Collected data entries

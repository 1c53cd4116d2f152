//! File I/O controller.
//!
//! Register-backed commands over a host-provided `FileStore` collaborator.
//! Program files carry a two-byte little-endian load address before the
//! body; raw transfers move the exact byte stream of a memory space. Host
//! I/O failures surface as error codes, never as panics or out-of-band
//! exceptions.
//!
//! # Registers ($B9A0-$B9EF)
//!
//! | Addr  | Register        |
//! |-------|-----------------|
//! | $B9A0 | Cmd (`ProgSave=1, ProgLoad=2, RawSave=3, RawLoad=4, Delete=5`) |
//! | $B9A1 | Status          |
//! | $B9A2 | ErrCode         |
//! | $B9A3-$B9A4 | Name pointer (CPU RAM) |
//! | $B9A5 | Name length     |
//! | $B9A6-$B9A7 | Data address |
//! | $B9A8-$B9AA | Length (24-bit LE; result register for loads) |
//! | $B9AB | Memory space for raw transfers |
//! | $B9AC-$B9AD | Load address (result of `ProgLoad`) |

#![allow(clippy::cast_possible_truncation)]

use std::fs;
use std::io;
use std::path::PathBuf;

use nova_core::{CtrlStatus, ErrCode};

use crate::spaces::{MemSpace, SpaceView};

pub const FIO_BASE: u16 = 0xB9A0;
pub const FIO_END: u16 = 0xB9EF;

/// ROM body start; program loads may not write past it.
const ROM_BASE: usize = 0xC000;

/// Longest accepted file name.
const NAME_MAX: usize = 32;

/// Command codes.
mod cmd {
    pub const PROG_SAVE: u8 = 1;
    pub const PROG_LOAD: u8 = 2;
    pub const RAW_SAVE: u8 = 3;
    pub const RAW_LOAD: u8 = 4;
    pub const DELETE: u8 = 5;
}

/// Host-side storage collaborator.
///
/// The controller translates `io::Error` into its error-code register; a
/// missing file maps to `NotFound`, everything else to `Io`.
pub trait FileStore: Send {
    fn save(&mut self, name: &str, bytes: &[u8]) -> io::Result<()>;
    fn load(&mut self, name: &str) -> io::Result<Vec<u8>>;
    fn delete(&mut self, name: &str) -> io::Result<()>;
}

/// Directory-backed store.
pub struct DirStore {
    root: PathBuf,
}

impl DirStore {
    #[must_use]
    pub fn new(root: PathBuf) -> Self {
        Self { root }
    }
}

impl FileStore for DirStore {
    fn save(&mut self, name: &str, bytes: &[u8]) -> io::Result<()> {
        fs::create_dir_all(&self.root)?;
        fs::write(self.root.join(name), bytes)
    }

    fn load(&mut self, name: &str) -> io::Result<Vec<u8>> {
        fs::read(self.root.join(name))
    }

    fn delete(&mut self, name: &str) -> io::Result<()> {
        fs::remove_file(self.root.join(name))
    }
}

/// The file I/O controller.
pub struct Fio {
    store: Box<dyn FileStore>,
    status: CtrlStatus,
    err: ErrCode,
    name_ptr: u16,
    name_len: u8,
    data_addr: u16,
    length: u32,
    space: u8,
    load_addr: u16,
    /// Name of the last successfully saved program, for the host hook.
    last_saved: Option<String>,
}

impl Fio {
    #[must_use]
    pub fn new(store: Box<dyn FileStore>) -> Self {
        Self {
            store,
            status: CtrlStatus::Idle,
            err: ErrCode::None,
            name_ptr: 0,
            name_len: 0,
            data_addr: 0,
            length: 0,
            space: 0,
            load_addr: 0,
            last_saved: None,
        }
    }

    #[must_use]
    pub fn owns(addr: u16) -> bool {
        (FIO_BASE..=FIO_END).contains(&addr)
    }

    #[must_use]
    pub fn read(&self, addr: u16) -> u8 {
        match addr {
            0xB9A1 => self.status.as_u8(),
            0xB9A2 => self.err.as_u8(),
            0xB9A3 => self.name_ptr as u8,
            0xB9A4 => (self.name_ptr >> 8) as u8,
            0xB9A5 => self.name_len,
            0xB9A6 => self.data_addr as u8,
            0xB9A7 => (self.data_addr >> 8) as u8,
            0xB9A8 => self.length as u8,
            0xB9A9 => (self.length >> 8) as u8,
            0xB9AA => (self.length >> 16) as u8,
            0xB9AB => self.space,
            0xB9AC => self.load_addr as u8,
            0xB9AD => (self.load_addr >> 8) as u8,
            _ => 0,
        }
    }

    pub fn write(&mut self, addr: u16, value: u8) {
        match addr {
            0xB9A3 => self.name_ptr = (self.name_ptr & 0xFF00) | u16::from(value),
            0xB9A4 => self.name_ptr = (self.name_ptr & 0x00FF) | (u16::from(value) << 8),
            0xB9A5 => self.name_len = value,
            0xB9A6 => self.data_addr = (self.data_addr & 0xFF00) | u16::from(value),
            0xB9A7 => self.data_addr = (self.data_addr & 0x00FF) | (u16::from(value) << 8),
            0xB9A8 => self.length = (self.length & 0xFF_FF00) | u32::from(value),
            0xB9A9 => self.length = (self.length & 0xFF_00FF) | (u32::from(value) << 8),
            0xB9AA => self.length = (self.length & 0x00_FFFF) | (u32::from(value) << 16),
            0xB9AB => self.space = value,
            _ => {}
        }
    }

    /// Execute a command against the machine's memory spaces.
    pub fn write_cmd(&mut self, code: u8, view: &mut SpaceView<'_>) {
        self.err = ErrCode::None;
        let result = self.dispatch(code, view);
        match result {
            Ok(()) => self.status = CtrlStatus::Ok,
            Err(err) => {
                self.status = CtrlStatus::Error;
                self.err = err;
            }
        }
    }

    fn dispatch(&mut self, code: u8, view: &mut SpaceView<'_>) -> Result<(), ErrCode> {
        match code {
            cmd::PROG_SAVE => {
                let name = self.read_name(view.ram)?;
                let len = self.length as usize;
                let start = self.data_addr as usize;
                if len == 0 || start + len > view.ram.len() {
                    return Err(ErrCode::Range);
                }
                // Program format: 2-byte LE load address, then the body
                let mut bytes = Vec::with_capacity(len + 2);
                bytes.extend_from_slice(&self.data_addr.to_le_bytes());
                bytes.extend_from_slice(&view.ram[start..start + len]);
                self.store.save(&name, &bytes).map_err(map_io)?;
                self.last_saved = Some(name);
                Ok(())
            }
            cmd::PROG_LOAD => {
                let name = self.read_name(view.ram)?;
                let bytes = self.store.load(&name).map_err(map_io)?;
                if bytes.len() < 2 {
                    return Err(ErrCode::Io);
                }
                let load = u16::from_le_bytes([bytes[0], bytes[1]]);
                let body = &bytes[2..];
                let start = load as usize;
                if start + body.len() > ROM_BASE {
                    return Err(ErrCode::Range);
                }
                view.ram[start..start + body.len()].copy_from_slice(body);
                self.load_addr = load;
                self.length = body.len() as u32;
                Ok(())
            }
            cmd::RAW_SAVE => {
                let name = self.read_name(view.ram)?;
                let space = MemSpace::from_reg(self.space).ok_or(ErrCode::BadSpace)?;
                let len = view.len(space);
                if len == 0 {
                    return Err(ErrCode::BadSpace);
                }
                let mut bytes = Vec::with_capacity(len);
                for offset in 0..len {
                    bytes.push(view.try_read(space, offset).unwrap_or(0));
                }
                self.store.save(&name, &bytes).map_err(map_io)?;
                Ok(())
            }
            cmd::RAW_LOAD => {
                let name = self.read_name(view.ram)?;
                let space = MemSpace::from_reg(self.space).ok_or(ErrCode::BadSpace)?;
                let bytes = self.store.load(&name).map_err(map_io)?;
                let len = bytes.len().min(view.len(space));
                for (offset, &b) in bytes[..len].iter().enumerate() {
                    if !view.try_write(space, offset, b) {
                        return Err(ErrCode::WriteProtected);
                    }
                }
                self.length = len as u32;
                Ok(())
            }
            cmd::DELETE => {
                let name = self.read_name(view.ram)?;
                self.store.delete(&name).map_err(map_io)?;
                Ok(())
            }
            _ => Err(ErrCode::BadCmd),
        }
    }

    fn read_name(&self, ram: &[u8]) -> Result<String, ErrCode> {
        let start = self.name_ptr as usize;
        let len = self.name_len as usize;
        if len == 0 || len > NAME_MAX {
            return Err(ErrCode::Name);
        }
        let bytes = ram.get(start..start + len).ok_or(ErrCode::Name)?;
        if !bytes
            .iter()
            .all(|&b| (0x21..=0x7E).contains(&b) && b != b'/' && b != b'\\')
        {
            return Err(ErrCode::Name);
        }
        Ok(String::from_utf8_lossy(bytes).into_owned())
    }

    /// Take the name of the last saved program (host hook plumbing).
    pub fn take_saved_name(&mut self) -> Option<String> {
        self.last_saved.take()
    }
}

/// Map a host I/O error onto the error-code register.
fn map_io(err: io::Error) -> ErrCode {
    if err.kind() == io::ErrorKind::NotFound {
        ErrCode::NotFound
    } else {
        ErrCode::Io
    }
}

#[cfg(test)]
mod tests {
    use super::*;
    use crate::vgc::Vgc;
    use crate::xmc::Xmc;

    fn view<'a>(ram: &'a mut Vec<u8>, vgc: &'a mut Vgc, xmc: &'a mut Xmc) -> SpaceView<'a> {
        SpaceView {
            ram: ram.as_mut_slice(),
            vgc,
            xmc,
        }
    }

    fn fio_with_dir() -> (Fio, tempfile::TempDir) {
        let dir = tempfile::tempdir().expect("tempdir");
        let fio = Fio::new(Box::new(DirStore::new(dir.path().to_path_buf())));
        (fio, dir)
    }

    fn set_name(fio: &mut Fio, ram: &mut [u8], name: &str) {
        ram[0x100..0x100 + name.len()].copy_from_slice(name.as_bytes());
        fio.write(0xB9A3, 0x00);
        fio.write(0xB9A4, 0x01);
        fio.write(0xB9A5, name.len() as u8);
    }

    #[test]
    fn program_save_load_round_trip() {
        let (mut fio, _dir) = fio_with_dir();
        let mut ram = vec![0u8; 0x10000];
        let mut vgc = Vgc::new();
        let mut xmc = Xmc::new(64);

        ram[0x0801..0x0804].copy_from_slice(&[0xA9, 0x42, 0x60]);
        set_name(&mut fio, &mut ram, "demo.prg");
        fio.write(0xB9A6, 0x01);
        fio.write(0xB9A7, 0x08);
        fio.write(0xB9A8, 3);
        fio.write(0xB9A9, 0);
        fio.write(0xB9AA, 0);
        {
            let mut v = view(&mut ram, &mut vgc, &mut xmc);
            fio.write_cmd(cmd::PROG_SAVE, &mut v);
        }
        assert_eq!(fio.read(0xB9A1), CtrlStatus::Ok.as_u8());
        assert_eq!(fio.take_saved_name().as_deref(), Some("demo.prg"));

        ram[0x0801..0x0804].fill(0);
        set_name(&mut fio, &mut ram, "demo.prg");
        {
            let mut v = view(&mut ram, &mut vgc, &mut xmc);
            fio.write_cmd(cmd::PROG_LOAD, &mut v);
        }
        assert_eq!(fio.read(0xB9A1), CtrlStatus::Ok.as_u8());
        assert_eq!(&ram[0x0801..0x0804], &[0xA9, 0x42, 0x60]);
        assert_eq!(fio.read(0xB9AC), 0x01);
        assert_eq!(fio.read(0xB9AD), 0x08);
        assert_eq!(fio.read(0xB9A8), 3);
    }

    #[test]
    fn load_missing_file_reports_not_found() {
        let (mut fio, _dir) = fio_with_dir();
        let mut ram = vec![0u8; 0x10000];
        let mut vgc = Vgc::new();
        let mut xmc = Xmc::new(64);
        set_name(&mut fio, &mut ram, "nope");
        let mut v = view(&mut ram, &mut vgc, &mut xmc);
        fio.write_cmd(cmd::PROG_LOAD, &mut v);
        assert_eq!(fio.read(0xB9A2), ErrCode::NotFound.as_u8());
    }

    #[test]
    fn raw_save_load_gfx_space() {
        let (mut fio, _dir) = fio_with_dir();
        let mut ram = vec![0u8; 0x10000];
        let mut vgc = Vgc::new();
        let mut xmc = Xmc::new(64);
        vgc.space_write(2, 7, 0x99);

        set_name(&mut fio, &mut ram, "pic");
        fio.write(0xB9AB, 3); // VgcGfx
        {
            let mut v = view(&mut ram, &mut vgc, &mut xmc);
            fio.write_cmd(cmd::RAW_SAVE, &mut v);
        }
        assert_eq!(fio.read(0xB9A1), CtrlStatus::Ok.as_u8());

        vgc.space_write(2, 7, 0);
        set_name(&mut fio, &mut ram, "pic");
        {
            let mut v = view(&mut ram, &mut vgc, &mut xmc);
            fio.write_cmd(cmd::RAW_LOAD, &mut v);
        }
        assert_eq!(vgc.space_read(2, 7), Some(0x99));
    }

    #[test]
    fn bad_name_is_rejected_before_io() {
        let (mut fio, _dir) = fio_with_dir();
        let mut ram = vec![0u8; 0x10000];
        let mut vgc = Vgc::new();
        let mut xmc = Xmc::new(64);
        set_name(&mut fio, &mut ram, "../escape");
        let mut v = view(&mut ram, &mut vgc, &mut xmc);
        fio.write_cmd(cmd::PROG_LOAD, &mut v);
        assert_eq!(fio.read(0xB9A2), ErrCode::Name.as_u8());
    }

    #[test]
    fn delete_removes_file() {
        let (mut fio, _dir) = fio_with_dir();
        let mut ram = vec![0u8; 0x10000];
        let mut vgc = Vgc::new();
        let mut xmc = Xmc::new(64);
        ram[0x2000] = 1;
        set_name(&mut fio, &mut ram, "gone");
        fio.write(0xB9A6, 0x00);
        fio.write(0xB9A7, 0x20);
        fio.write(0xB9A8, 1);
        {
            let mut v = view(&mut ram, &mut vgc, &mut xmc);
            fio.write_cmd(cmd::PROG_SAVE, &mut v);
        }
        set_name(&mut fio, &mut ram, "gone");
        {
            let mut v = view(&mut ram, &mut vgc, &mut xmc);
            fio.write_cmd(cmd::DELETE, &mut v);
        }
        assert_eq!(fio.read(0xB9A1), CtrlStatus::Ok.as_u8());
        set_name(&mut fio, &mut ram, "gone");
        {
            let mut v = view(&mut ram, &mut vgc, &mut xmc);
            fio.write_cmd(cmd::PROG_LOAD, &mut v);
        }
        assert_eq!(fio.read(0xB9A2), ErrCode::NotFound.as_u8());
    }
}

§ **TO DO**: Collect every line with the string "usize" from the records, and copy each.

§ **SOLUTION TO THIS EXERCISE**:
const ROM_BASE: usize = 0xC000;
const NAME_MAX: usize = 32;
                let len = self.length as usize;
                let start = self.data_addr as usize;
                let start = load as usize;
        let start = self.name_ptr as usize;
        let len = self.name_len as usize;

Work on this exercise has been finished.